The conviction of Ressa and Santos is not the culmination, but another painful point in the history of the persistent repression of the press in the Philippines and of free speech and dissent in general. Just this May, we witnessed the controversial shutdown of ABS-CBN, the largest media organization in the country, and the murder of radio broadcaster Rex Cornelio who became the 16th journalist killed under the watch of this administration. The claim of the President to be supportive of free speech makes no sense when this government still fails to make policy-based actions that genuinely and systematically protect these freedoms and even enables the same difficult and dangerous climate for journalists and dissenters through his suggestive pronouncements and direct attacks to the media and the public.

What does this mean to the ordinary people who do not make it to the headlines?
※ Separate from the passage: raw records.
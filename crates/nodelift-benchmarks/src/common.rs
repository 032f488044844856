//! Shared benchmark configuration and fixtures

use criterion::Criterion;

pub fn criterion_config() -> Criterion {
    Criterion::default()
        .warm_up_time(std::time::Duration::from_secs(2))
        .measurement_time(std::time::Duration::from_secs(5))
        .sample_size(50)
}

/// A CommonJS module of roughly `statements` lines mixing requires,
/// globals, comments and strings
pub fn commonjs_module(statements: usize) -> String {
    let mut source = String::from("#!/usr/bin/env node\n'use strict';\n");
    for i in 0..statements {
        match i % 6 {
            0 => source.push_str(&format!("var m{0} = require('./lib/m{0}.js');\n", i)),
            1 => source.push_str(&format!("var p{} = require('path');\n", i)),
            2 => source.push_str(&format!("// require('commented{}')\n", i)),
            3 => source.push_str(&format!("var s{} = \"require('nope')\" + `t${{x}}`;\n", i)),
            4 => source.push_str(&format!("var b{} = Buffer.from('{}');\n", i, i)),
            _ => source.push_str(&format!("if (process.env.N{0}) obj.require('x{0}');\n", i)),
        }
    }
    source
}
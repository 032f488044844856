//! Registry credential encoding
//!
//! Credentials are never stored as plain text in the config file: the
//! username and password are URI-encoded, joined with `:` and base64-encoded,
//! which is also the format of the `_auth` key in `.npmrc`.

use base64::{engine::general_purpose, Engine as _};
use nodelift_core::error::LiftError;

use crate::ConfigResult;

/// Decoded registry credentials
#[derive(Debug, Clone, PartialEq, Eq)]
pub struct Credentials {
    pub username: String,
    pub password: String,
}

impl Credentials {
    pub fn new(username: impl Into<String>, password: impl Into<String>) -> Self {
        Self {
            username: username.into(),
            password: password.into(),
        }
    }
}

/// Encode credentials for storage
pub fn encode_credentials(credentials: &Credentials) -> String {
    let joined = format!(
        "{}:{}",
        urlencoding::encode(&credentials.username),
        urlencoding::encode(&credentials.password)
    );
    general_purpose::STANDARD.encode(joined)
}

/// Decode stored credentials
pub fn decode_credentials(encoded: &str) -> ConfigResult<Credentials> {
    let invalid = |reason: String| LiftError::ConfigValidation {
        field: "auth".to_string(),
        reason,
    };

    let bytes = general_purpose::STANDARD
        .decode(encoded.trim())
        .map_err(|e| invalid(format!("not valid base64: {}", e)))?;
    let text = String::from_utf8(bytes).map_err(|e| invalid(format!("not valid UTF-8: {}", e)))?;

    let (username, password) = text
        .split_once(':')
        .ok_or_else(|| invalid("expected username:password".to_string()))?;

    let decode = |part: &str| {
        urlencoding::decode(part)
            .map(|decoded| decoded.into_owned())
            .map_err(|e| invalid(format!("invalid percent-encoding: {}", e)))
    };

    Ok(Credentials {
        username: decode(username)?,
        password: decode(password)?,
    })
}
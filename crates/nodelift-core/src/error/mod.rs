//! Error types and result aliases for nodelift operations.
//!
//! Provides a unified error type that covers range translation, manifest
//! normalization, source rewriting and the registry collaborators, with
//! actionable error messages.

use thiserror::Error;

/// Unified error type for all nodelift operations
#[derive(Error, Debug)]
pub enum LiftError {
    // Translation errors
    #[error("Dependency {specifier} not supported: only github.com git URLs and owner/repo shorthands can be converted")]
    UnsupportedSource { specifier: String },

    #[error("Unable to translate npm version {range} into a target range: {reason}")]
    UntranslatableRange { range: String, reason: String },

    #[error("Invalid version range {range}: {reason}")]
    InvalidRange { range: String, reason: String },

    // Manifest errors
    #[error("Manifest for {package} failed integrity checks: {reason}")]
    ManifestIntegrity { package: String, reason: String },

    #[error("Integrity check failed for {package}: expected {expected}, got {actual}")]
    IntegrityFailure {
        package: String,
        expected: String,
        actual: String,
    },

    // Rewrite errors
    #[error("Failed to rewrite {file}: {message}")]
    Rewrite { file: String, message: String },

    // Config errors
    #[error("Failed to parse {file}: {message}")]
    TomlParse { file: String, message: String },

    #[error("Failed to parse package.json: {message}")]
    JsonParse { message: String },

    #[error("Configuration field '{field}' is invalid: {reason}")]
    ConfigValidation { field: String, reason: String },

    // Registry errors
    #[error("Package '{name}' not found in registry")]
    PackageNotFound { name: String },

    #[error("Invalid authentication details for {registry}")]
    AuthenticationFailed { registry: String },

    #[error("Response too large: {size} bytes exceeds the {limit} byte limit")]
    PayloadTooLarge { size: u64, limit: u64 },

    #[error("Network error: {message}")]
    Network {
        message: String,
        #[source]
        source: Option<Box<dyn std::error::Error + Send + Sync>>,
    },

    // IO errors
    #[error("IO error: {message}")]
    Io {
        message: String,
        #[source]
        source: std::io::Error,
    },
}

/// Result type alias for nodelift operations
pub type LiftResult<T> = Result<T, LiftError>;

impl LiftError {
    /// Create a network error from any error type
    pub fn network<E>(message: String, source: E) -> Self
    where
        E: std::error::Error + Send + Sync + 'static,
    {
        Self::Network {
            message,
            source: Some(Box::new(source)),
        }
    }

    /// Create an IO error from std::io::Error
    pub fn io(message: String, source: std::io::Error) -> Self {
        Self::Io { message, source }
    }

    /// Create an untranslatable range error
    pub fn untranslatable(range: &str, reason: impl Into<String>) -> Self {
        Self::UntranslatableRange {
            range: range.to_string(),
            reason: reason.into(),
        }
    }

    /// Create a per-file rewrite error
    pub fn rewrite(file: impl Into<String>, message: impl Into<String>) -> Self {
        Self::Rewrite {
            file: file.into(),
            message: message.into(),
        }
    }

    /// Check if this error is recoverable
    pub fn is_recoverable(&self) -> bool {
        matches!(self, LiftError::Network { .. } | LiftError::Io { .. })
    }

    /// Check if this error only affects a single file of a tree build
    pub fn is_per_file(&self) -> bool {
        matches!(self, LiftError::Rewrite { .. })
    }

    /// Get a user-friendly suggestion for fixing this error
    pub fn suggestion(&self) -> Option<&'static str> {
        match self {
            LiftError::PackageNotFound { .. } => {
                Some("Check the package name spelling or the configured registry")
            },
            LiftError::AuthenticationFailed { .. } => {
                Some("Run 'nodelift config' to reconfigure your registry credentials")
            },
            LiftError::Network { .. } => Some("Check your internet connection and try again"),
            LiftError::UnsupportedSource { .. } => {
                Some("Publish the dependency to the registry or reference it as owner/repo")
            },
            LiftError::UntranslatableRange { .. } => {
                Some("Override the dependency with an explicit caret or exact version")
            },
            LiftError::IntegrityFailure { .. } | LiftError::ManifestIntegrity { .. } => {
                Some("Clear the lookup cache and fetch the package again")
            },
            _ => None,
        }
    }
}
How about those who cannot afford legal remedies and do not seem to enjoy the fairness of the law? What does this mean to the common Filipinos who are already being deprived of those socio-economic rights and whose only option left is to speak out?

We particularly feel disturbed that while the Filipino people still helplessly ache from the COVID-19 pandemic crisis, our government creates additional threats and challenges, intentionally prioritizing their own consolidation of power over the life, health, and survival of the Filipino people, especially those most vulnerable to the pandemic and its economic consequences. We are concerned that instead of being fed with food and basic needs, we are handed an Anti-Terrorism Bill that only adds to the government greater powers with lesser checks and causes another form of terror to those who speak their dissent. Instead of being shown how our billions of funds and loans are used for the promised economic recovery, more time is spent on blaming the common people for their predicament. Instead of being given platforms to air our pleas to truly address the issues of communities at the margins, more and more Filipinos are killed, arrested, silenced, and ignored.

There is more to the terror existing in external threats that the government insists on pointing us towards. In this time of the pandemic, the terror also lies in the steady rise of COVID-19 cases, even more so in urban poor communities. It lies in the lack of cohesive plans for the working class and the commuting public who are treated as second-class citizens. It lies in the lack of concern for locally stranded individuals who are in perpetual wait for proper government help. Terror exists in the fear that the New Normal we are anticipating is rather a normalization of these even greater poverty and injustices.

Where else does terror lie? It resides in the hearts of people whose remaining light of hope continues to be doused by those who have sworn to give life to it. In this pandemic of fear and indifference, we cannot give up for one another. Our invitation is for the public to never turn a blind eye to the agents and circumstances that led to these issues. We must look beyond the names that get on the news and more on the people they represent, or the people who are forgotten because of them. We must continue to strive to shape discourse by asking the hard question: What is all this for the poorest of the poor of our country?

In that regard, we ask also that you, our friends and partners in Mission, to engage with your local government units and congressmen and insist that they shift their energy and attention back to adequate testing, the provision of proper transportation, financial assistance to those most vulnerable, and the protection of workers from exploitation over supporting bills and cases that are fundamentally anti-Filipino.

In a time of terror, we must ask our lawmakers and our officials to take a stand and to prove that they are with us.

Only when we raise and bring our voices together can we cure these new terrors that so plagued our nation.